● **BRIEF**: Search the records below for the word "Option" and show every line where it occurs.

● **RECORDS**:
----------------

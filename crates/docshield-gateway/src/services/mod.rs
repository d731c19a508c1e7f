//! HTTP handlers for stored documents.
//!
//! Every handler follows the same shape: run the guard chain, fetch from the
//! store, pass the result through the entity's redaction table, and only then
//! return it.

pub mod analyses;
pub mod catalog;
pub mod files;
pub mod users;
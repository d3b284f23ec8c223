use clap::{Parser, ValueEnum};
use std::time::Duration;

use crate::algorithms::Algorithm;
use crate::rate_limit_config::RateLimitRule;

/// How a Redis shard performs the read-modify-write of a bucket.
#[derive(Debug, Clone, Copy, PartialEq, Eq, Default, ValueEnum)]
pub enum AtomicMode {
    /// Server-side Lua script.
    #[default]
    Script,
    /// WATCH/MULTI/EXEC with bounded client-side retries.
    CompareAndSet,
}

#[derive(Debug, Clone, Parser)]
#[command(name = "sharded-throttler", version, about)]
pub struct Config {
    /// Server bind address
    #[arg(long, env = "BIND_ADDR", default_value = "127.0.0.1:8080")]
    pub bind_addr: String,

    /// Redis shard endpoints, comma separated; order fixes shard numbering
    #[arg(
        long,
        env = "REDIS_INSTANCES",
        value_delimiter = ',',
        default_value = "redis://127.0.0.1:6379,redis://127.0.0.1:6380"
    )]
    pub redis_instances: Vec<String>,

    #[arg(long, env = "REDIS_PASSWORD")]
    pub redis_password: Option<String>,

    /// Logical Redis database used on every shard
    #[arg(long, env = "REDIS_DB", default_value_t = 0)]
    pub redis_db: i64,

    #[arg(long, env = "DEFAULT_CAPACITY", default_value_t = 100)]
    pub default_capacity: u64,

    /// Time to refill one token or drain one queued unit
    #[arg(long, env = "DEFAULT_REFILL_RATE", default_value = "1s", value_parser = humantime::parse_duration)]
    pub default_refill_rate: Duration,

    /// Algorithm used when a request names none (or an unknown one)
    #[arg(long, env = "ALGORITHM", default_value = "token_bucket")]
    pub algorithm: String,

    #[arg(long, env = "REMOTE_TIMEOUT", default_value = "2s", value_parser = humantime::parse_duration)]
    pub remote_timeout: Duration,

    #[arg(long, env = "HEALTH_TIMEOUT", default_value = "2s", value_parser = humantime::parse_duration)]
    pub health_timeout: Duration,

    /// Expiry of bucket records on the shards, refreshed on every write
    #[arg(long, env = "KEY_TTL", default_value = "1h", value_parser = humantime::parse_duration)]
    pub key_ttl: Duration,

    #[arg(long, env = "ATOMIC_MODE", value_enum, default_value_t = AtomicMode::Script)]
    pub atomic_mode: AtomicMode,

    #[arg(long, env = "CAS_RETRIES", default_value_t = 8)]
    pub cas_retries: u32,

    /// Fallback buckets untouched for this many periods are swept
    #[arg(long, env = "FALLBACK_IDLE_PERIODS", default_value_t = 3600)]
    pub fallback_idle_periods: u64,

    #[arg(long, env = "SWEEP_INTERVAL", default_value = "60s", value_parser = humantime::parse_duration)]
    pub sweep_interval: Duration,

    #[arg(long, env = "LOG_LEVEL", default_value = "info")]
    pub log_level: String,
}

impl Config {
    pub fn default_rule(&self) -> RateLimitRule {
        RateLimitRule::new(self.default_capacity, self.default_refill_rate)
    }

    pub fn default_algorithm(&self) -> Algorithm {
        Algorithm::parse_or_default(&self.algorithm)
    }

    /// Shard endpoints with blanks removed.
    pub fn endpoints(&self) -> Vec<String> {
        self.redis_instances
            .iter()
            .map(|s| s.trim().to_string())
            .filter(|s| !s.is_empty())
            .collect()
    }
}

impl Default for Config {
    fn default() -> Self {
        Self::parse_from(["sharded-throttler"])
    }
}
use anyhow::Result;
use clap::Parser;
use sharded_throttler::config::Config;
use sharded_throttler::config_validator::ConfigValidator;
use sharded_throttler::server::Server;
use tracing_subscriber::{layer::SubscriberExt, util::SubscriberInitExt};

#[tokio::main]
async fn main() -> Result<()> {
    // Load environment variables from .env file
    dotenv::dotenv().ok();

    let config = Config::parse();

    // Initialize tracing
    tracing_subscriber::registry()
        .with(
            tracing_subscriber::EnvFilter::try_from_default_env().unwrap_or_else(|_| {
                format!("sharded_throttler={},tower_http=debug", config.log_level).into()
            }),
        )
        .with(tracing_subscriber::fmt::layer())
        .init();

    ConfigValidator::validate_config(&config)
        .map_err(|e| anyhow::anyhow!("Invalid configuration: {}", e))?;

    tracing::info!("Starting sharded throttler");
    tracing::info!(
        bind_addr = %config.bind_addr,
        shards = ?config.endpoints(),
        capacity = config.default_capacity,
        period = %humantime::format_duration(config.default_refill_rate),
        algorithm = %config.default_algorithm(),
        "Configuration loaded"
    );

    let server = Server::new(&config)
        .map_err(|e| anyhow::anyhow!("Failed to create server: {}", e))?;

    server.run().await
}
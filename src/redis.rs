use async_trait::async_trait;
use redis::aio::{Connection, MultiplexedConnection};
use redis::{Client, IntoConnectionInfo, RedisError, Script};
use std::time::Duration;
use tokio::sync::Mutex;
use tracing::{debug, error, warn};

use crate::config::AtomicMode;
use crate::config_validator::ConfigValidator;
use crate::error::{ThrottlerError, ThrottlerResult};
use crate::shard::{CycleRequest, Shard};

const CYCLE_SCRIPT: &str = include_str!("../scripts/bucket.lua");

/// One Redis instance acting as a shard.
///
/// The multiplexed connection is opened lazily and dropped after I/O errors,
/// so a shard that is down at startup is picked up once it comes back.
/// Compare-and-set runs on a second, dedicated connection because WATCH
/// state belongs to the connection; the lock around it keeps one
/// WATCH/MULTI/EXEC sequence on the wire at a time.
pub struct RedisShard {
    name: String,
    client: Client,
    connection: Mutex<Option<MultiplexedConnection>>,
    transaction_connection: Mutex<Option<Connection>>,
    cycle_script: Script,
    mode: AtomicMode,
}

impl RedisShard {
    pub fn new(
        name: impl Into<String>,
        endpoint: &str,
        password: Option<&str>,
        db: i64,
        mode: AtomicMode,
    ) -> ThrottlerResult<Self> {
        let url = ConfigValidator::normalize_redis_url(endpoint);
        let mut info = url
            .as_str()
            .into_connection_info()
            .map_err(|e| ThrottlerError::ConfigurationError(format!("{}: {}", endpoint, e)))?;
        if let Some(password) = password.filter(|p| !p.is_empty()) {
            info.redis.password = Some(password.to_string());
        }
        info.redis.db = db;

        let client = Client::open(info)
            .map_err(|e| ThrottlerError::Redis(format!("Failed to create Redis client: {}", e)))?;

        Ok(Self {
            name: name.into(),
            client,
            connection: Mutex::new(None),
            transaction_connection: Mutex::new(None),
            cycle_script: Script::new(CYCLE_SCRIPT),
            mode,
        })
    }

    async fn connection(&self) -> ThrottlerResult<MultiplexedConnection> {
        let mut guard = self.connection.lock().await;
        if let Some(conn) = guard.as_ref() {
            return Ok(conn.clone());
        }

        debug!(shard = %self.name, "opening Redis connection");
        let conn = self
            .client
            .get_multiplexed_tokio_connection()
            .await
            .map_err(|e| ThrottlerError::Redis(format!("{}: failed to connect: {}", self.name, e)))?;
        *guard = Some(conn.clone());
        Ok(conn)
    }

    async fn open_transaction_connection(&self) -> ThrottlerResult<Connection> {
        debug!(shard = %self.name, "opening Redis transaction connection");
        self.client
            .get_async_connection()
            .await
            .map_err(|e| ThrottlerError::Redis(format!("{}: failed to connect: {}", self.name, e)))
    }

    async fn transact(
        &self,
        conn: &mut Connection,
        key: &str,
        expected: Option<&str>,
        value: &str,
        ttl: Duration,
    ) -> Result<bool, (&'static str, RedisError)> {
        redis::cmd("WATCH")
            .arg(key)
            .query_async::<_, ()>(conn)
            .await
            .map_err(|e| ("WATCH", e))?;

        let current: Option<String> = redis::cmd("GET")
            .arg(key)
            .query_async(conn)
            .await
            .map_err(|e| ("GET", e))?;
        if current.as_deref() != expected {
            redis::cmd("UNWATCH")
                .query_async::<_, ()>(conn)
                .await
                .map_err(|e| ("UNWATCH", e))?;
            return Ok(false);
        }

        let mut pipe = redis::pipe();
        pipe.atomic()
            .cmd("SET")
            .arg(key)
            .arg(value)
            .arg("EX")
            .arg(ttl.as_secs().max(1))
            .ignore()
            .cmd("GET")
            .arg(key);

        // EXEC replies nil when the watched key changed underneath us.
        let committed: Option<(String,)> = pipe.query_async(conn).await.map_err(|e| ("EXEC", e))?;
        Ok(committed.is_some())
    }

    async fn fail(&self, op: &str, err: RedisError) -> ThrottlerError {
        if err.is_io_error() || err.is_connection_dropped() || err.is_connection_refusal() {
            warn!(shard = %self.name, op, error = %err, "dropping Redis connection");
            *self.connection.lock().await = None;
        }
        ThrottlerError::Redis(format!("{}: {} failed: {}", self.name, op, err))
    }
}

#[async_trait]
impl Shard for RedisShard {
    fn name(&self) -> &str {
        &self.name
    }

    fn supports_scripting(&self) -> bool {
        self.mode == AtomicMode::Script
    }

    async fn ping(&self) -> ThrottlerResult<()> {
        let mut conn = self.connection().await?;
        let pong: Result<String, RedisError> = redis::cmd("PING").query_async(&mut conn).await;
        match pong {
            Ok(reply) if reply == "PONG" => Ok(()),
            Ok(reply) => Err(ThrottlerError::Redis(format!(
                "{}: unexpected PING reply {}",
                self.name, reply
            ))),
            Err(e) => Err(self.fail("PING", e).await),
        }
    }

    async fn get(&self, key: &str) -> ThrottlerResult<Option<String>> {
        let mut conn = self.connection().await?;
        let value: Result<Option<String>, RedisError> =
            redis::cmd("GET").arg(key).query_async(&mut conn).await;
        match value {
            Ok(value) => Ok(value),
            Err(e) => Err(self.fail("GET", e).await),
        }
    }

    async fn run_cycle(&self, cycle: &CycleRequest) -> ThrottlerResult<bool> {
        let mut conn = self.connection().await?;

        let mut invocation = self.cycle_script.prepare_invoke();
        invocation
            .key(&cycle.storage_key)
            .arg(cycle.algorithm.as_str())
            .arg(cycle.permits)
            .arg(cycle.limits.capacity)
            .arg(cycle.limits.period_nanos())
            .arg(cycle.now_nanos.to_string())
            .arg(cycle.ttl.as_secs().max(1));

        let reply: Result<(i64, i64), RedisError> = invocation.invoke_async(&mut conn).await;
        match reply {
            Ok((admitted, level)) => {
                debug!(
                    shard = %self.name,
                    key = %cycle.storage_key,
                    admitted,
                    level,
                    "bucket script executed"
                );
                Ok(admitted == 1)
            }
            Err(e) => {
                error!(shard = %self.name, key = %cycle.storage_key, error = %e, "bucket script failed");
                Err(self.fail("EVALSHA", e).await)
            }
        }
    }

    async fn compare_and_set(
        &self,
        key: &str,
        expected: Option<&str>,
        value: &str,
        ttl: Duration,
    ) -> ThrottlerResult<bool> {
        let mut slot = self.transaction_connection.lock().await;
        let mut conn = match slot.take() {
            Some(conn) => conn,
            None => self.open_transaction_connection().await?,
        };

        match self.transact(&mut conn, key, expected, value, ttl).await {
            Ok(committed) => {
                *slot = Some(conn);
                Ok(committed)
            }
            Err((op, e)) => {
                // May still hold a WATCH or an open MULTI.
                warn!(shard = %self.name, op, error = %e, "dropping Redis transaction connection");
                Err(ThrottlerError::Redis(format!("{}: {} failed: {}", self.name, op, e)))
            }
        }
    }
}

/// Build one shard per configured endpoint, named `redis-1..redis-N`.
pub fn shards_from_endpoints(
    endpoints: &[String],
    password: Option<&str>,
    db: i64,
    mode: AtomicMode,
) -> ThrottlerResult<Vec<RedisShard>> {
    endpoints
        .iter()
        .enumerate()
        .map(|(i, endpoint)| RedisShard::new(format!("redis-{}", i + 1), endpoint, password, db, mode))
        .collect()
}
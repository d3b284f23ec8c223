use axum::{
    extract::{ConnectInfo, Request},
    http::HeaderValue,
    middleware::Next,
    response::Response,
};
use std::net::SocketAddr;
use std::time::Instant;
use tracing::info;
use uuid::Uuid;

pub const REQUEST_ID_HEADER: &str = "x-request-id";

/// Logs every request and tags it with an `x-request-id`, reusing the
/// caller's id when one was sent.
pub async fn logging_middleware(mut request: Request, next: Next) -> Response {
    let method = request.method().clone();
    let uri = request.uri().clone();
    let client_ip = get_client_ip(&request);

    let request_id = request
        .headers()
        .get(REQUEST_ID_HEADER)
        .cloned()
        .unwrap_or_else(|| {
            HeaderValue::from_str(&Uuid::new_v4().to_string())
                .unwrap_or_else(|_| HeaderValue::from_static("invalid"))
        });
    request
        .headers_mut()
        .insert(REQUEST_ID_HEADER, request_id.clone());
    let id = request_id.to_str().unwrap_or("invalid").to_string();

    info!(
        target: "sharded_throttler::middleware",
        request_id = %id,
        method = %method,
        uri = %uri,
        client_ip = %client_ip,
        "Incoming request"
    );

    let started = Instant::now();
    let mut response = next.run(request).await;

    info!(
        target: "sharded_throttler::middleware",
        request_id = %id,
        method = %method,
        uri = %uri,
        status = %response.status(),
        elapsed_ms = started.elapsed().as_millis() as u64,
        "Request completed"
    );

    response.headers_mut().insert(REQUEST_ID_HEADER, request_id);
    response
}

fn get_client_ip(request: &Request) -> String {
    // Try to get real IP from headers first
    if let Some(forwarded) = request.headers().get("x-forwarded-for") {
        if let Ok(forwarded_str) = forwarded.to_str() {
            if let Some(first_ip) = forwarded_str.split(',').next() {
                return first_ip.trim().to_string();
            }
        }
    }

    if let Some(real_ip) = request.headers().get("x-real-ip") {
        if let Ok(ip_str) = real_ip.to_str() {
            return ip_str.to_string();
        }
    }

    // Fallback to connection info
    if let Some(ConnectInfo(addr)) = request.extensions().get::<ConnectInfo<SocketAddr>>() {
        addr.ip().to_string()
    } else {
        "unknown".to_string()
    }
}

----------------

● **WRITTEN ANSWER**:
    pub redis_password: Option<String>,
    connection: Mutex<Option<MultiplexedConnection>>,
    transaction_connection: Mutex<Option<Connection>>,
        password: Option<&str>,
        expected: Option<&str>,
        let current: Option<String> = redis::cmd("GET")
        let committed: Option<(String,)> = pipe.query_async(conn).await.map_err(|e| ("EXEC", e))?;
    async fn get(&self, key: &str) -> ThrottlerResult<Option<String>> {
        let value: Result<Option<String>, RedisError> =
        expected: Option<&str>,
    password: Option<&str>,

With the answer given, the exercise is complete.